By Pooya Stone
Iran regime’s state-run dailies, which examine and criticize every political, economic, and social issue, ultimately cannot hide their fear of any upcoming uprisings and acknowledge in various terms the danger that lurks on the way of the regime.
One of the topics being discussed these days is the reopening of schools and the dangers posed to children, adolescents, and their families by the increasing prevalence of the coronavirus.
Earlier, experts and even officials at the governmental Coronavirus Taskforce and medical officials and many other officials warned President Hassan Rouhani of the danger of reopening schools, but despite these warnings, the Rouhani government decided to reopen the schools.
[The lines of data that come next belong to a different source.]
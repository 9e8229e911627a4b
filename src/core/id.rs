/*!
 * ID Generation System
 * Process-wide monotonic counters for type-safe identifiers
 */

use super::types::{BufferId, ContextId, FenceId, ObjectId};
use std::marker::PhantomData;
use std::sync::atomic::{AtomicU64, Ordering};

/// Lock-free monotonic ID generator
///
/// # Performance
/// - Cache-line aligned to prevent false sharing
/// - IDs are never recycled, so a stale handle can never alias a live one
#[repr(C, align(64))]
pub struct AtomicGenerator<T> {
    counter: AtomicU64,
    _marker: PhantomData<fn() -> T>,
}

impl<T: From<u64>> AtomicGenerator<T> {
    /// Create new generator starting at given value
    pub const fn new(start: u64) -> Self {
        Self {
            counter: AtomicU64::new(start),
            _marker: PhantomData,
        }
    }

    /// Generate next ID
    #[inline]
    pub fn next(&self) -> T {
        T::from(self.counter.fetch_add(1, Ordering::Relaxed))
    }

    /// Peek at the value the next call will return (for debugging)
    #[inline]
    pub fn current(&self) -> u64 {
        self.counter.load(Ordering::Relaxed)
    }
}

// Context IDs are shared between SyncContexts and single-object thread owners,
// so they come from one process-wide counter regardless of manager instance.
static BUFFER_IDS: AtomicGenerator<BufferId> = AtomicGenerator::new(1);
static CONTEXT_IDS: AtomicGenerator<ContextId> = AtomicGenerator::new(1);
static FENCE_IDS: AtomicGenerator<FenceId> = AtomicGenerator::new(1);
static OBJECT_IDS: AtomicGenerator<ObjectId> = AtomicGenerator::new(1);

#[inline]
pub fn next_buffer_id() -> BufferId {
    BUFFER_IDS.next()
}

#[inline]
pub fn next_context_id() -> ContextId {
    CONTEXT_IDS.next()
}

#[inline]
pub fn next_fence_id() -> FenceId {
    FENCE_IDS.next()
}

#[inline]
pub fn next_object_id() -> ObjectId {
    OBJECT_IDS.next()
}
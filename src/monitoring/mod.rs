/*!
 * Monitoring
 * Structured tracing and synchronization statistics
 */

pub mod stats;
mod tracer;

pub use stats::{LiveTracker, SyncStats};
pub use tracer::{generate_trace_id, init_tracing, WaitSpan};
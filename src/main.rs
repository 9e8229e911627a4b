/*!
 * Buffer Sync Demo - Main Entry Point
 *
 * Drives one frame of a small display pipeline through the sync engine:
 * - Two compositor threads read the same surface concurrently
 * - A render thread then writes it, waiting for both readers
 * - A DMA engine scans the result out
 */

use std::error::Error;
use std::sync::mpsc;
use std::thread;
use std::time::Duration;
use tracing::info;

use dmabuf_sync::{init_tracing, sync, AccessMode, Buffer, SyncConfig};

/// Block until `readers` grants are reported or every reader has exited
fn await_readers(granted: &mpsc::Receiver<i32>, readers: usize) -> usize {
    granted.iter().take(readers).count()
}

fn main() -> Result<(), Box<dyn Error>> {
    // Initialize structured tracing
    init_tracing();

    info!("Buffer sync demo starting...");

    let config = SyncConfig::from_env();
    info!(?config, "Loaded configuration");
    sync::init(config)?;

    let surface = Buffer::new("surface", 1920 * 1080 * 4);
    let (granted_tx, granted_rx) = mpsc::channel();

    let readers: Vec<_> = (0..2)
        .map(|i| {
            let surface = surface.clone();
            let granted_tx = granted_tx.clone();
            thread::Builder::new()
                .name(format!("compositor-{i}"))
                .spawn(move || -> Result<(), dmabuf_sync::SyncError> {
                    let ctx = sync::create_context(&format!("compose-{i}"))?;
                    sync::add_buffer(&ctx, &surface, AccessMode::READ)?;
                    let remaining = sync::wait_all(&ctx)?;
                    let _ = granted_tx.send(i);
                    drop(granted_tx);
                    info!(reader = i, remaining_ms = remaining.as_millis() as u64, "reading surface");
                    thread::sleep(Duration::from_millis(20));
                    sync::signal_all(&ctx)?;
                    sync::destroy_context(ctx);
                    Ok(())
                })
        })
        .collect::<Result<_, _>>()?;

    // Both readers hold their grants before the writer queues. A reader that
    // fails drops its sender, so this never outlives the reader threads.
    drop(granted_tx);
    let granted = await_readers(&granted_rx, 2);
    info!(granted, "compositor readers holding surface");

    let render = sync::create_context("render")?;
    sync::add_buffer(&render, &surface, AccessMode::WRITE)?;
    let remaining = sync::wait_all(&render)?;
    info!(remaining_ms = remaining.as_millis() as u64, "render pass owns surface");
    sync::signal_all(&render)?;
    sync::destroy_context(render);

    for reader in readers {
        reader.join().map_err(|_| "compositor thread panicked")??;
    }

    let remaining = sync::wait_one(&surface, AccessMode::DMA_READ)?;
    info!(remaining_ms = remaining.as_millis() as u64, "scanout owns surface");
    sync::signal_one(&surface)?;

    let global = sync::global()?;
    global.flush_reclaim();
    if let Some(stats) = sync::shutdown() {
        println!("{}", serde_json::to_string_pretty(&stats)?);
    }

    info!("Buffer sync demo finished");
    Ok(())
}
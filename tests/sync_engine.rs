/*!
 * Sync Engine Integration Tests
 *
 * End-to-end ownership scenarios across execution contexts
 */

use dmabuf_sync::{AccessMode, Buffer, SyncConfig, SyncManager};
use std::sync::{Arc, Barrier};
use std::thread;
use std::time::{Duration, Instant};

fn manager(config: SyncConfig) -> SyncManager {
    SyncManager::new(config).unwrap()
}

#[test]
fn test_single_writer_gets_full_timeout() {
    let manager = manager(SyncConfig::default().with_deferred_reclaim(false));
    let buffer = Buffer::new("b", 4096);
    let ctx = manager.create_context("writer");

    ctx.add(&buffer, AccessMode::WRITE).unwrap();
    let remaining = ctx.wait_all().unwrap();

    // Empty queue: nothing to wait for
    assert!(remaining > Duration::from_millis(4900));
    assert!(buffer.reservation().exclusive_fence().is_some());

    ctx.signal_all().unwrap();
    assert!(buffer.reservation().exclusive_fence().is_none());
}

#[test]
fn test_second_writer_waits_for_first_signal() {
    let manager = manager(SyncConfig::default().with_deferred_reclaim(false));
    let buffer = Buffer::new("b", 4096);

    let first = manager.create_context("first");
    first.add(&buffer, AccessMode::WRITE).unwrap();
    first.wait_all().unwrap();

    let second = {
        let manager = manager.clone();
        let buffer = buffer.clone();
        thread::spawn(move || {
            let ctx = manager.create_context("second");
            ctx.add(&buffer, AccessMode::WRITE).unwrap();
            let start = Instant::now();
            let remaining = ctx.wait_all().unwrap();
            let elapsed = start.elapsed();
            ctx.signal_all().unwrap();
            (remaining, elapsed)
        })
    };

    thread::sleep(Duration::from_millis(100));
    first.signal_all().unwrap();

    let (remaining, elapsed) = second.join().unwrap();
    // Woken by the signal, not by the timeout
    assert!(elapsed >= Duration::from_millis(80));
    assert!(elapsed < Duration::from_secs(2));
    assert!(remaining > Duration::from_secs(3));
    assert_eq!(manager.stats().timeouts, 0);
}

#[test]
fn test_readers_overlap_and_writer_waits_for_both() {
    let manager = manager(SyncConfig::default().with_deferred_reclaim(false));
    let buffer = Buffer::new("b", 4096);
    let both_granted = Arc::new(Barrier::new(3));
    let hold = Duration::from_millis(100);

    let readers: Vec<_> = (0..2)
        .map(|i| {
            let manager = manager.clone();
            let buffer = buffer.clone();
            let both_granted = both_granted.clone();
            thread::spawn(move || {
                let ctx = manager.create_context(&format!("reader-{i}"));
                ctx.add(&buffer, AccessMode::READ).unwrap();
                let start = Instant::now();
                ctx.wait_all().unwrap();
                let waited = start.elapsed();
                both_granted.wait();
                thread::sleep(hold);
                ctx.signal_all().unwrap();
                waited
            })
        })
        .collect();

    both_granted.wait();
    assert_eq!(buffer.reservation().shared_fences().len(), 2);

    let writer = manager.create_context("writer");
    writer.add(&buffer, AccessMode::WRITE).unwrap();
    let start = Instant::now();
    writer.wait_all().unwrap();
    let writer_waited = start.elapsed();

    for reader in readers {
        assert!(reader.join().unwrap() < Duration::from_millis(100));
    }
    assert!(writer_waited >= Duration::from_millis(50));
    assert!(buffer.reservation().shared_fences().is_empty());
    writer.signal_all().unwrap();
}

#[test]
fn test_wait_on_stuck_holder_times_out() {
    let manager = manager(SyncConfig::default().with_deferred_reclaim(false));
    let buffer = Buffer::new("b", 4096);

    let holder = manager.create_context("stuck");
    holder.add(&buffer, AccessMode::WRITE).unwrap();
    holder.wait_all().unwrap();

    let waiter = manager.create_context("waiter");
    waiter.add(&buffer, AccessMode::WRITE).unwrap();
    let start = Instant::now();
    let remaining = waiter.wait_all().unwrap();
    let elapsed = start.elapsed();

    assert_eq!(remaining, Duration::ZERO);
    assert!(elapsed >= Duration::from_millis(4900));
    assert!(elapsed < Duration::from_millis(6500));
    assert_eq!(manager.stats().timeouts, 1);
}

#[test]
fn test_read_then_write_with_pending_reclaim_leaves_nothing_behind() {
    let delay = Duration::from_millis(150);
    let manager = manager(SyncConfig::default().with_reclaim_delay(delay));
    let buffer = Buffer::new("b", 4096);

    {
        let reader = manager.create_context("reader");
        let writer = manager.create_context("writer");
        reader.add(&buffer, AccessMode::READ).unwrap();
        writer.add(&buffer, AccessMode::WRITE).unwrap();

        reader.wait_all().unwrap();
        reader.signal_all().unwrap();
        writer.wait_all().unwrap();
        writer.signal_all().unwrap();

        // The reader fence is still held by the reclaim timer
        let stats = manager.stats();
        assert_eq!(stats.pending_reclaims, 1);
        assert!(stats.live_fences >= 1);
    }

    thread::sleep(delay * 4);
    let stats = manager.stats();
    assert!(stats.is_quiescent(), "{stats:?}");
    assert_eq!(stats.live_contexts, 0);

    let stats = manager.shutdown();
    assert_eq!(stats.live_fences, 0);
    assert_eq!(stats.live_objects, 0);
}

#[test]
fn test_frame_rate_reads_keep_one_reclaim_reference() {
    let manager = manager(SyncConfig::default().with_reclaim_delay(Duration::from_millis(200)));
    let buffer = Buffer::new("scanout", 4096);
    let ctx = manager.create_context("compositor");

    // Reads arrive faster than the reclaim delay, so the task never expires
    for _ in 0..40 {
        ctx.add(&buffer, AccessMode::READ).unwrap();
        ctx.wait_all().unwrap();
        ctx.signal_all().unwrap();

        let stats = manager.stats();
        assert_eq!(stats.pending_reclaims, 1);
        assert!(stats.live_fences <= 2, "{stats:?}");
        thread::sleep(Duration::from_millis(20));
    }

    ctx.fini();
    assert_eq!(manager.flush_reclaim(), 1);
    assert!(manager.stats().is_quiescent());
}

#[test]
fn test_dma_write_then_cpu_read_records_domains() {
    let manager = manager(SyncConfig::immediate());
    let buffer = Buffer::new("b", 4096);
    let ctx = manager.create_context("pipeline");

    ctx.add(&buffer, AccessMode::DMA_WRITE).unwrap();
    ctx.wait_all().unwrap();
    ctx.signal_all().unwrap();
    assert_eq!(buffer.reservation().last_access(), dmabuf_sync::AccessType::DmaWrite);

    ctx.add(&buffer, AccessMode::READ).unwrap();
    ctx.wait_all().unwrap();
    assert_eq!(buffer.reservation().last_access(), dmabuf_sync::AccessType::Read);
    ctx.signal_all().unwrap();
}
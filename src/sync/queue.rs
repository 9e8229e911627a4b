/*!
 * Ordering Queue
 *
 * Process-wide FIFO of outstanding, not-yet-granted waits. An entry's
 * presence means its wait is still pending; the entry is removed when the
 * wait is granted, aborted, or its context is destroyed.
 *
 * # Fairness
 *
 * A waiter may proceed only when no entry from a *different* execution
 * context on the *same* buffer precedes it. Entries from its own context
 * never block it, so a context cannot deadlock against itself.
 *
 * # Waiting
 *
 * Waiters that are overtaken sleep on the queue's condition variable, which
 * is notified whenever an entry leaves the queue, and re-check on wake.
 */

use super::object::SyncObject;
use crate::core::types::{BufferId, ContextId};
use parking_lot::{Condvar, Mutex};
use std::collections::VecDeque;
use std::sync::Arc;
use std::time::Instant;

/// Insertion order of a queued wait
pub(crate) type Ticket = u64;

struct QueueEntry {
    ticket: Ticket,
    owner: ContextId,
    buffer: BufferId,
    // Keeps the object alive across a concurrent context teardown
    _object: Arc<SyncObject>,
}

/// Result of a fairness check
#[derive(Debug, Clone, Copy, PartialEq, Eq)]
pub(crate) enum Turn {
    /// No earlier entry from another context on this buffer
    Ready,
    /// An earlier entry from the given context is still pending
    Overtaken(ContextId),
    /// The ticket is no longer queued
    Aborted,
}

struct QueueInner {
    entries: VecDeque<QueueEntry>,
    next_ticket: Ticket,
}

pub(crate) struct OrderingQueue {
    inner: Mutex<QueueInner>,
    cond: Condvar,
}

impl OrderingQueue {
    pub(crate) fn new() -> Self {
        Self {
            inner: Mutex::new(QueueInner {
                entries: VecDeque::new(),
                next_ticket: 1,
            }),
            cond: Condvar::new(),
        }
    }

    /// Append an object to the tail, returning its ticket
    pub(crate) fn enqueue(&self, object: &Arc<SyncObject>) -> Ticket {
        let mut inner = self.inner.lock();
        // Issued under the queue lock so ticket order equals queue order
        let ticket = inner.next_ticket;
        inner.next_ticket += 1;
        inner.entries.push_back(QueueEntry {
            ticket,
            owner: object.owner(),
            buffer: object.buffer().id(),
            _object: Arc::clone(object),
        });
        ticket
    }

    fn check(entries: &VecDeque<QueueEntry>, ticket: Ticket) -> Turn {
        let Ok(pos) = entries.binary_search_by_key(&ticket, |e| e.ticket) else {
            return Turn::Aborted;
        };
        let me = &entries[pos];
        entries
            .range(..pos)
            .find(|e| e.buffer == me.buffer && e.owner != me.owner)
            .map_or(Turn::Ready, |e| Turn::Overtaken(e.owner))
    }

    /// Fairness check for a queued ticket
    pub(crate) fn turn(&self, ticket: Ticket) -> Turn {
        Self::check(&self.inner.lock().entries, ticket)
    }

    /// Sleep until the ticket is no longer overtaken or the deadline passes
    ///
    /// Returns [`Turn::Overtaken`] only when the deadline expired first.
    pub(crate) fn wait_turn(&self, ticket: Ticket, deadline: Option<Instant>) -> Turn {
        let mut inner = self.inner.lock();
        loop {
            let turn = Self::check(&inner.entries, ticket);
            if !matches!(turn, Turn::Overtaken(_)) {
                return turn;
            }
            match deadline {
                Some(deadline) => {
                    if self.cond.wait_until(&mut inner, deadline).timed_out() {
                        return Self::check(&inner.entries, ticket);
                    }
                }
                None => self.cond.wait(&mut inner),
            }
        }
    }

    /// Remove a ticket, waking every overtaken waiter
    pub(crate) fn remove(&self, ticket: Ticket) -> bool {
        let removed = {
            let mut inner = self.inner.lock();
            match inner.entries.binary_search_by_key(&ticket, |e| e.ticket) {
                Ok(pos) => inner.entries.remove(pos),
                Err(_) => None,
            }
        };
        let found = removed.is_some();
        if found {
            self.cond.notify_all();
        }
        // Object reference released outside the queue lock
        drop(removed);
        found
    }

    /// Remove every entry belonging to a context
    pub(crate) fn purge_owner(&self, owner: ContextId) -> usize {
        let purged: Vec<QueueEntry> = {
            let mut inner = self.inner.lock();
            let (gone, kept): (VecDeque<_>, VecDeque<_>) =
                inner.entries.drain(..).partition(|e| e.owner == owner);
            inner.entries = kept;
            gone.into()
        };
        if !purged.is_empty() {
            self.cond.notify_all();
        }
        purged.len()
    }

    pub(crate) fn len(&self) -> usize {
        self.inner.lock().entries.len()
    }

    #[cfg(test)]
    pub(crate) fn is_empty(&self) -> bool {
        self.inner.lock().entries.is_empty()
    }

    /// Queue position of a ticket (0 = head)
    #[cfg(test)]
    pub(crate) fn position(&self, ticket: Ticket) -> Option<usize> {
        self.inner
            .lock()
            .entries
            .binary_search_by_key(&ticket, |e| e.ticket)
            .ok()
    }
}
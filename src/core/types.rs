/*!
 * Core Types
 * Identifiers shared by buffers, fences, objects and contexts
 */

use serde::{Deserialize, Serialize};
use smartstring::alias::String as SmartString;
use std::fmt;

/// Human-readable context label (inline for short names)
pub type ContextName = SmartString;

/// Buffer identifier
#[derive(Debug, Clone, Copy, PartialEq, Eq, PartialOrd, Ord, Hash, Serialize, Deserialize)]
#[serde(transparent)]
pub struct BufferId(pub u64);

/// Execution context identifier
///
/// Names either a `SyncContext` or a thread using the single-object path.
#[derive(Debug, Clone, Copy, PartialEq, Eq, PartialOrd, Ord, Hash, Serialize, Deserialize)]
#[serde(transparent)]
pub struct ContextId(pub u64);

/// Fence identifier
#[derive(Debug, Clone, Copy, PartialEq, Eq, PartialOrd, Ord, Hash, Serialize, Deserialize)]
#[serde(transparent)]
pub struct FenceId(pub u64);

/// Sync object identifier
#[derive(Debug, Clone, Copy, PartialEq, Eq, PartialOrd, Ord, Hash, Serialize, Deserialize)]
#[serde(transparent)]
pub struct ObjectId(pub u64);

macro_rules! impl_id {
    ($($ty:ident),*) => {
        $(
            impl fmt::Display for $ty {
                fn fmt(&self, f: &mut fmt::Formatter<'_>) -> fmt::Result {
                    write!(f, "{}", self.0)
                }
            }

            impl From<u64> for $ty {
                #[inline]
                fn from(raw: u64) -> Self {
                    Self(raw)
                }
            }
        )*
    };
}

impl_id!(BufferId, ContextId, FenceId, ObjectId);
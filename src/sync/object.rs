/*!
 * Sync Objects
 * One buffer plus the access requested on it within an execution context
 */

use super::queue::Ticket;
use crate::buffer::{AccessMode, Buffer};
use crate::core::id::next_object_id;
use crate::core::types::{ContextId, ObjectId};
use crate::fence::Fence;
use crate::monitoring::stats::LiveToken;
use parking_lot::{Mutex, MutexGuard};
use serde::{Deserialize, Serialize};
use std::sync::Arc;

/// Position of an object in the ownership protocol
#[derive(Debug, Clone, Copy, PartialEq, Eq, Serialize, Deserialize)]
#[serde(rename_all = "snake_case")]
pub enum ObjectPhase {
    /// Not waiting and not holding the buffer
    Unqueued,
    /// In the ordering queue, waiting for its turn and for conflicting fences
    Queued,
    /// Fence installed; the owner may access the buffer until it signals
    Granted,
}

pub(crate) struct ObjectState {
    pub mode: AccessMode,
    pub fence: Option<Arc<Fence>>,
    pub phase: ObjectPhase,
    pub ticket: Option<Ticket>,
}

pub(crate) struct SyncObject {
    id: ObjectId,
    owner: ContextId,
    buffer: Buffer,
    state: Mutex<ObjectState>,
    _live: LiveToken,
}

impl SyncObject {
    pub(crate) fn new(
        owner: ContextId,
        buffer: Buffer,
        mode: AccessMode,
        fence: Arc<Fence>,
        live: LiveToken,
    ) -> Self {
        Self {
            id: next_object_id(),
            owner,
            buffer,
            state: Mutex::new(ObjectState {
                mode,
                fence: Some(fence),
                phase: ObjectPhase::Unqueued,
                ticket: None,
            }),
            _live: live,
        }
    }

    #[inline]
    pub(crate) fn id(&self) -> ObjectId {
        self.id
    }

    #[inline]
    pub(crate) fn owner(&self) -> ContextId {
        self.owner
    }

    #[inline]
    pub(crate) fn buffer(&self) -> &Buffer {
        &self.buffer
    }

    #[inline]
    pub(crate) fn state(&self) -> MutexGuard<'_, ObjectState> {
        self.state.lock()
    }

    pub(crate) fn phase(&self) -> ObjectPhase {
        self.state.lock().phase
    }
}

impl std::fmt::Debug for SyncObject {
    fn fmt(&self, f: &mut std::fmt::Formatter<'_>) -> std::fmt::Result {
        let state = self.state.lock();
        f.debug_struct("SyncObject")
            .field("id", &self.id)
            .field("owner", &self.owner)
            .field("buffer", &self.buffer.id())
            .field("mode", &state.mode)
            .field("phase", &state.phase)
            .finish()
    }
}
use contracts::dashboards::d402_sales_overview::{
    FilterOptions, MetricCard, SalesFilter, SalesOverviewResponse, TOP_SELLERS_MAX,
    TOP_SELLERS_MIN, TOP_STATES,
};

use super::aggregation;
use super::SalesOverviewError;
use crate::shared::format::format_compact;
use crate::shared::sales_api::{ProviderQuery, SalesDataProvider};

/// Fetch -> filter -> aggregate for one set of filters
///
/// Blocks on the provider. Nothing is cached: every call fetches again.
pub fn get_sales_overview(
    provider: &dyn SalesDataProvider,
    filter: SalesFilter,
) -> Result<SalesOverviewResponse, SalesOverviewError> {
    validate(&filter)?;

    let query = ProviderQuery {
        region: filter.region,
        year: filter.year,
    };
    let fetched = provider.fetch(&query)?;
    let available_sellers = aggregation::unique_sellers(&fetched);

    let records = aggregation::filter_by_sellers(fetched, &filter.sellers);
    if records.is_empty() {
        tracing::warn!(
            "D402 Dashboard: no sales for region='{}' year={:?} sellers={:?}",
            filter.region,
            filter.year,
            filter.sellers
        );
    }

    let total_revenue = aggregation::total_revenue(&records);
    let sales_count = records.len();

    let revenue_by_state = aggregation::revenue_by_state(&records);
    let top_states = aggregation::top_states(&revenue_by_state, TOP_STATES);
    let monthly_revenue = aggregation::monthly_revenue(&records);
    let monthly_revenue_range = aggregation::revenue_range(&monthly_revenue);
    let revenue_by_category = aggregation::revenue_by_category(&records);
    let sellers = aggregation::seller_summary(&records);
    let top_sellers = aggregation::top_sellers(&sellers, filter.top_sellers);

    let metrics = vec![
        MetricCard {
            label: "Receita".to_string(),
            value: format_compact(total_revenue, "R$"),
        },
        MetricCard {
            label: "Quantidade de vendas".to_string(),
            value: format_compact(sales_count as f64, ""),
        },
    ];

    Ok(SalesOverviewResponse {
        filter,
        records,
        available_sellers,
        metrics,
        total_revenue,
        sales_count,
        revenue_by_state,
        monthly_revenue,
        monthly_revenue_range,
        top_states,
        revenue_by_category,
        sellers,
        top_sellers,
    })
}

pub fn filter_options() -> FilterOptions {
    FilterOptions::default()
}

fn validate(filter: &SalesFilter) -> Result<(), SalesOverviewError> {
    if !(TOP_SELLERS_MIN..=TOP_SELLERS_MAX).contains(&filter.top_sellers) {
        return Err(SalesOverviewError::InvalidFilter(format!(
            "top_sellers must be between {} and {}, got {}",
            TOP_SELLERS_MIN, TOP_SELLERS_MAX, filter.top_sellers
        )));
    }
    Ok(())
}

#[cfg(test)]
mod tests {
    use super::*;
    use crate::dashboards::d402_sales_overview::aggregation::tests::{sale, sample};
    use crate::shared::sales_api::SalesApiError;
    use chrono::Datelike;
    use contracts::dashboards::d402_sales_overview::SaleRecord;
    use contracts::enums::Region;
    use std::sync::Mutex;

    /// Serves `sample()` with server-side year filtering and records every query
    struct FakeProvider {
        records: Vec<SaleRecord>,
        queries: Mutex<Vec<ProviderQuery>>,
    }

    impl FakeProvider {
        fn new(records: Vec<SaleRecord>) -> Self {
            Self {
                records,
                queries: Mutex::new(Vec::new()),
            }
        }
    }

    impl SalesDataProvider for FakeProvider {
        fn fetch(&self, query: &ProviderQuery) -> Result<Vec<SaleRecord>, SalesApiError> {
            self.queries.lock().unwrap().push(*query);
            Ok(self
                .records
                .iter()
                .filter(|r| query.year.map_or(true, |y| r.purchase_date.year() == y))
                .cloned()
                .collect())
        }
    }

    struct FailingProvider;

    impl SalesDataProvider for FailingProvider {
        fn fetch(&self, _query: &ProviderQuery) -> Result<Vec<SaleRecord>, SalesApiError> {
            Err(SalesApiError::Status {
                status: 503,
                body: "unavailable".to_string(),
            })
        }
    }

    #[test]
    fn test_unfiltered_overview() {
        let provider = FakeProvider::new(sample());
        let overview = get_sales_overview(&provider, SalesFilter::default()).unwrap();
        assert_eq!(overview.sales_count, 6);
        assert_eq!(overview.total_revenue, 1970.0);
        assert_eq!(overview.metrics[0].value, "R$ 1.97 mil");
        assert_eq!(overview.metrics[1].value, "6.00 ");
        assert_eq!(overview.top_states.len(), 4);
        assert_eq!(overview.top_sellers.len(), 4);
        assert_eq!(overview.available_sellers.len(), 4);
    }

    #[test]
    fn test_region_and_year_go_to_provider() {
        let provider = FakeProvider::new(sample());
        let filter = SalesFilter::default()
            .with_region(Region::Sudeste)
            .with_year(2022);
        let overview = get_sales_overview(&provider, filter).unwrap();
        let queries = provider.queries.lock().unwrap();
        assert_eq!(
            queries.as_slice(),
            &[ProviderQuery {
                region: Region::Sudeste,
                year: Some(2022)
            }]
        );
        assert!(overview.records.iter().all(|r| r.purchase_date.year() == 2022));
        assert_eq!(overview.sales_count, 1);
    }

    #[test]
    fn test_seller_filter_is_local() {
        let provider = FakeProvider::new(sample());
        let filter = SalesFilter::default().with_sellers(["Bruno"]);
        let overview = get_sales_overview(&provider, filter).unwrap();
        assert!(overview.records.iter().all(|r| r.seller == "Bruno"));
        assert_eq!(overview.total_revenue, 290.0);
        // options still list everyone the provider returned
        assert_eq!(overview.available_sellers, vec!["Ana", "Bruno", "Carla", "Diego"]);
        let by_state: f64 = overview.revenue_by_state.iter().map(|s| s.revenue).sum();
        assert!((by_state - overview.total_revenue).abs() < 1e-9);
    }

    #[test]
    fn test_seller_filter_matching_nothing() {
        let provider = FakeProvider::new(sample());
        let filter = SalesFilter::default().with_sellers(["Ninguem"]);
        let overview = get_sales_overview(&provider, filter).unwrap();
        assert!(overview.records.is_empty());
        assert!(overview.revenue_by_state.is_empty());
        assert!(overview.monthly_revenue.is_empty());
        assert!(overview.monthly_revenue_range.is_none());
        assert!(overview.top_sellers.is_empty());
        assert_eq!(overview.metrics[0].value, "R$ 0.00 ");
    }

    #[test]
    fn test_top_sellers_bounds_accepted() {
        let mut records = sample();
        for i in 0..12 {
            records.push(sale("01/06/2021", 10.0 + i as f64, "livros", "SP", &format!("V{i:02}")));
        }
        let provider = FakeProvider::new(records);
        for n in [TOP_SELLERS_MIN, TOP_SELLERS_MAX] {
            let filter = SalesFilter::default().with_top_sellers(n);
            let overview = get_sales_overview(&provider, filter).unwrap();
            assert_eq!(overview.top_sellers.len(), n);
            assert_eq!(overview.top_sellers[..], overview.sellers[..n]);
        }
    }

    #[test]
    fn test_top_sellers_out_of_range_rejected() {
        let provider = FakeProvider::new(sample());
        for n in [0, 1, 11] {
            let filter = SalesFilter::default().with_top_sellers(n);
            let err = get_sales_overview(&provider, filter).unwrap_err();
            assert!(matches!(err, SalesOverviewError::InvalidFilter(_)));
        }
        assert!(provider.queries.lock().unwrap().is_empty());
    }

    #[test]
    fn test_provider_failure_propagates() {
        let err = get_sales_overview(&FailingProvider, SalesFilter::default()).unwrap_err();
        assert!(matches!(
            err,
            SalesOverviewError::Provider(SalesApiError::Status { status: 503, .. })
        ));
    }

    #[test]
    fn test_same_filters_same_tables() {
        let provider = FakeProvider::new(sample());
        let filter = SalesFilter::default().with_sellers(["Ana", "Carla"]);
        let first = get_sales_overview(&provider, filter.clone()).unwrap();
        let second = get_sales_overview(&provider, filter).unwrap();
        assert_eq!(first, second);
        assert_eq!(provider.queries.lock().unwrap().len(), 2);
    }
}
After the reopening, the issue that raised the concerns of the regime’s officials is that the consequences of this decision of Rouhani’s government may face the regime with popular dissatisfaction and even in the form of widespread popular protests, in a situation where the risk of an uprising is very high due to political, social and economic crisis.
While criticizing Rouhani and the relevant institutions for this action, they also warned Rouhani that the negative reaction of the people to the reopening of schools may be similar to their reaction to the increase in the price of gasoline, which is very dangerous.
On this subject, the state-run daily Resalat on 6 September with the title, “Signaling right, but turning left” wrote: “While the Ministry of Education wants to definitely bring students to schools, leaving aside how coronavirus is dangerous for a 22-year-old student but not dangerous for an 11-year-old student, the more serious question is why they announce such a decision three days before the schools reopen?
“If a decision is to be changed, the reasons must be told to the people and the society must be informed and persuaded about the issue. The opposite of this view is that the chief executive, on Friday morning, at the same time as the public, be informed of the beginning of the gasoline price plan, and it is natural for the society to resist such a decision. And as a result of internal shortcomings and external abuses, those bitter events arise that everyone knows the description of.”
The ‘bitter events’ it is referring to are events such as the widespread public uprisings in recent years, including the November 2019 uprising, which the author of this state-run daily implicitly referred to as the petrol price-raising incident.
And the Vatan-e-Emrooz daily is also concerned that the government’s coronavirus management plan, including the reopening of schools, will ‘reduce public confidence in critical situations’ and ‘make public reactions to this decision (the decision to reopen schools) a new challenge.’
They are aware of the fact that the regime is involved in many crises, and the pervasive crises that have engulfed it may turn into a social uprising such as the uprisings of recent years, especially the November 2019 uprising, of which the Rasalat daily explicitly warns.
Because now the ‘challenge of distrust’ is more than ever ‘obvious’ and ‘is a challenge’ that ‘will cause the decline of the collective matter and the originality of individual decisions of society in the face of external crises will find its way.’
Vatan-e-Emrooz further warned the regime about such decisions. Referring to the increase in the gasoline price as an example, it wrote:
“The increase in gasoline prices, which was denied even a few weeks before its implementation by the Minister of Oil, led to fiery protests that even many government officials and governors warned about.”
It emphasized that: “The negative reaction of the society to the plan to reopen schools and the disobedience of a large number of families in the face of this plan can also be considered as a serious warning at the beginning of the ‘state of statelessness’.” (Vatan-e-Emrooz, 6 September)
Ebtekar daily also called the reopening of schools a ‘nail in the coffin of public trust.’
The author of the article accuses Rouhani and the decision-makers in his government and wrote: “They either do not realize or ignore the unfortunate consequences of these behaviors. It is not bad for those around the President who are mostly intelligence involved people, to review all the strange things that have happened to the society from November 2019 until yesterday.
“It seems that this trend is going to completely change the coordinates of social reactions in Iran. Naturally, this situation cannot be considered a stable situation and it is obvious that this situation will undergo major changes in the not too far future.” (Ebtekar, 6 September)
The author explicitly acknowledged that the current situation of the regime is not ‘stable and lasting’ but shaky and that is why they are concerned about the changing situation.